I’m trying to use dask to save a larger-than-memory zarr store. Concretely, I’m trying to:
Concatenate several NetCDF files (on the same geo grid, same variables) by time
Regrid them to a different grid
Save them as a zarr store, chunked such that there is only ever one chunk on time.
(the resultant zarr store would then be used for further analysis, which is done along the time dimension, and therefore I want it to be unchunked by time to not lose a lot of overhead to rechunking / etc.).
However, I’m having trouble setting up the workflow without causing memory use to balloon in the ds.to_zarr() call.

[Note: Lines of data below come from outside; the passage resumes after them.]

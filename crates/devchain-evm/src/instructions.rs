//! Instruction handlers
//!
//! Every handler has the [`Handler`](crate::dispatch::Handler) signature. The
//! dispatcher has already moved `pc` past the opcode byte when a handler runs.

use devchain_primitives::{Address, U256};
use primitive_types::U512;
use sha3::{Digest, Keccak256};

use crate::context::{ExecutionContext, HaltReason};
use crate::error::{EvmError, EvmResult};
use crate::opcode::Opcode;

// ==================== Helpers ====================

fn to_usize(value: U256) -> Option<usize> {
    if value.bits() > 64 {
        None
    } else {
        usize::try_from(value.low_u64()).ok()
    }
}

/// Decode a memory range; a zero size never touches memory, whatever the offset
fn memory_range(offset: U256, size: U256) -> EvmResult<(usize, usize)> {
    if size.is_zero() {
        return Ok((0, 0));
    }
    let offset = to_usize(offset).ok_or(EvmError::InvalidMemoryAccess)?;
    let size = to_usize(size).ok_or(EvmError::InvalidMemoryAccess)?;
    Ok((offset, size))
}

/// Read `size` bytes of `source` from `offset`, zero-padding past its end
fn padded_slice(source: &[u8], offset: U256, size: usize) -> Vec<u8> {
    let mut out = vec![0u8; size];
    if let Some(start) = to_usize(offset).filter(|start| *start < source.len()) {
        let end = start.saturating_add(size).min(source.len());
        out[..end - start].copy_from_slice(&source[start..end]);
    }
    out
}

fn bool_word(value: bool) -> U256 {
    if value {
        U256::one()
    } else {
        U256::zero()
    }
}

fn address_word(address: &Address) -> U256 {
    U256::from_big_endian(address.as_bytes())
}

fn narrow(value: U512) -> U256 {
    let U512(limbs) = value;
    U256([limbs[0], limbs[1], limbs[2], limbs[3]])
}

fn is_negative(value: U256) -> bool {
    value.bit(255)
}

fn negate(value: U256) -> U256 {
    (!value).overflowing_add(U256::one()).0
}

fn abs(value: U256) -> U256 {
    if is_negative(value) {
        negate(value)
    } else {
        value
    }
}

fn binary(ctx: &mut ExecutionContext, op: impl FnOnce(U256, U256) -> U256) -> EvmResult<()> {
    let [a, b] = ctx.stack.pop_n::<2>()?;
    ctx.stack.push(op(a, b))
}

fn unary(ctx: &mut ExecutionContext, op: impl FnOnce(U256) -> U256) -> EvmResult<()> {
    let a = ctx.stack.pop()?;
    ctx.stack.push(op(a))
}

I’m trying to follow the Dask best practices (especially this one). A simplified version of the workflow is:
import xarray as xr
import numpy as np
import xesmf as xe
from distributed import Client
# Filenames to load (for example, historical and SSP2.45 files for the same GCM model / experiment / run)
fn_list = [fn1,fn2]
# Start dask client
client = Client()
display(client)
@dask.delayed
def load(fn_list):
ds = xr.open_mfdataset(fn_list)
return ds
@dask.delayed
def process(ds):
# Do something to dataset, e.g., regridding
ref_grid = xr.Dataset(coords = {'lat':np.arange(-89.5,89.6),
'lon':np.arange(-179.5,179.6)})
rgrd = xe.Regridder(ds,ref_grid,'conservative')
ds = rgrd(ds)
return ds
def workflow(fn_list):
ds = load(fn_list)
ds = process(ds)
# Rechunk
ds = ds.chunk({'time':-1,'lat':12,'lon':12})
delayed = dask.delayed(ds.to_zarr)('test.zarr')
return delayed
out = dask.compute(workflow)
dask.compute(out)
From what I’ve been gathering through researching this problem, something in the way the task graph is set up causes the whole array to be loaded and sent to one worker when the dask.compute() gets to the .to_zarr() call (which then of course crashes the client).
I guess my primary question is - why does the .to_zarr() call need everything in memory / is it possible to set it up so that it doesn’t? I’d be grateful for any insight!
why does the .to_zarr() call need everything in memory / is it possible to set it up so that it doesn’t?
I think because your workflow uses both an operation that requires the full spatial extent of the data (regridding using xemsf) and an operation that requires the full temporal extent of the data (creating one chunk along the time dimension). The combination requires the full dataset being loaded into memory. AFAIK whether it’s possibly to avoid this depends on the chunking of the input datasets, but I expect your best bet is probably caching the regridded output before rechunking. I recommend checking out @norlandrhagen’s blog post on downscaling pipelines, which also includes a regrid and rechunk step.
I view using both Dask Array and Delayed objects as a bit of an orange flag. I’m not sure why you’d need to do that in this case rather than just using Xarray’s integrated parallelism with Dask.Array objects.
XESMF without pre-generated weights is the slowest and most memory intensive of the commonly available regridding options (see Summary – Geospatial reprojection in Python (2024)). While conservative regridding is a good reason to put up with it, it’s worth considering separating out that step from the application of the regridder.
I think you’re making it too complicated. Your code should look something like this
# will produce a dask.array backed dataset
ds = xr.open_mfdataset(list_of_all_the_netcdf_files)
# note: whatever package you use for regridding needs to be "lazy", i.e. work with Dask arrays
# without triggering computing
ds_regridded = regrid(ds)
ds_regridded.to_zarr("test.zarr")
This should all work in a streaming fashion, without overloading memory.
Thanks for the suggestion @wietzesuijker! However, it’s important to recognize that regridding and reprojection are not necessarily the same thing. (@maxrjones’s talk here has a great overview: https://discourse.pangeo.io/t/pangeo-showcase-geospatial-reprojection-in-python-2024-whats-available-and-whats-next/4531.) Reprojection is defined a bit more narrowly in terms of moving a geospatial raster from one regular rectangular pixel grid and CRS to another, whereas regridding covers the more complex geometries (e.g. curvilinear grid) and resampling strategies (e.g. conservative) used with numerical modeling grids.
I recently had this problem, but the files I wanted to concat were zarr groups with different chunk sizes across temporal and spatial dimensions with overlapping data. The fastest solution was to rechunk the inputs across a standard chunk size when reading in the data, then rechunk the full dataset after the concat. While it’s not a 1 to 1 solution, it may be useful to attach the code to this thread given the overlapping concept.
(For context, the data is streamflow mapped to river reaches, or graph edges and ~100GB total. Runtime was just over 3 minutes).
This has saved me (in addition to other optimizations) lots of headaches when porting code between environments in Alliance Canada, with different architectures/limits/policies.
Wanted to flag that the folks at Carbon Plan (@norlandrhagen from the link @maxrjones shared above) seem to have this figured out. What ended up working was adapting their process, which seems to basically save a temp zarr store for every step of the problem (rechunking to one chunk in space, regridding, rechunking to one chunk in time). Very fast and no memory issues.
In theory, Dask should be smart enough to stream all of these operations together without an intermediate write to disk. Maybe this would be a good workflow to share in Large GeoSpatial Benchmarks: First Pass.